--- Data shown Enclosed Below ---

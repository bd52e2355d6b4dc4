// Copyright (c) 2025 Fabstir
// SPDX-License-Identifier: BUSL-1.1
//! Candidates discovered by sources, before download

use bytes::Bytes;
use thiserror::Error;

use crate::publish::CandidateItem;

/// A discovered post, keyed but not yet downloaded
#[derive(Debug, Clone, PartialEq, Eq)]
pub struct CandidateStub {
    /// Source-namespaced key, e.g. `danbooru_123`
    pub key: String,
    pub source_tag: String,
    pub download_url: String,
    pub width: u32,
    pub height: u32,
    pub caption: String,
    /// Space separated tags
    pub tags: String,
}

impl CandidateStub {
    /// Attach downloaded bytes
    pub fn into_item(self, image_bytes: Bytes) -> CandidateItem {
        CandidateItem {
            key: self.key,
            source_tag: self.source_tag,
            image_bytes,
            width: self.width,
            height: self.height,
            caption: self.caption,
            tags: self.tags,
        }
    }
}

#[derive(Debug, Error)]
pub enum SourceError {
    #[error("Network error: {0}")]
    Network(String),

    #[error("Source request timed out after {timeout_secs}s")]
    Timeout { timeout_secs: u64 },

    #[error("Source API error: {status} - {message}")]
    Api { status: u16, message: String },

    #[error("Failed to parse source response: {0}")]
    Parse(String),
}

impl SourceError {
    pub fn from_reqwest(err: reqwest::Error, timeout_secs: u64) -> Self {
        if err.is_timeout() {
            SourceError::Timeout { timeout_secs }
        } else {
            SourceError::Network(err.to_string())
        }
    }
}

/// Render space separated tags as hashtags: `a b` becomes `#a #b`
pub fn hashtags(tags: &str) -> String {
    tags.split_whitespace()
        .map(|t| format!("#{}", t))
        .collect::<Vec<_>>()
        .join(" ")
}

--- End of Enclosed Data shown ---

Check every line above for the string "Network", and copy the ones that have it.

● **Answer to this exercise**
    #[error("Network error: {0}")]
    Network(String),
            SourceError::Network(err.to_string())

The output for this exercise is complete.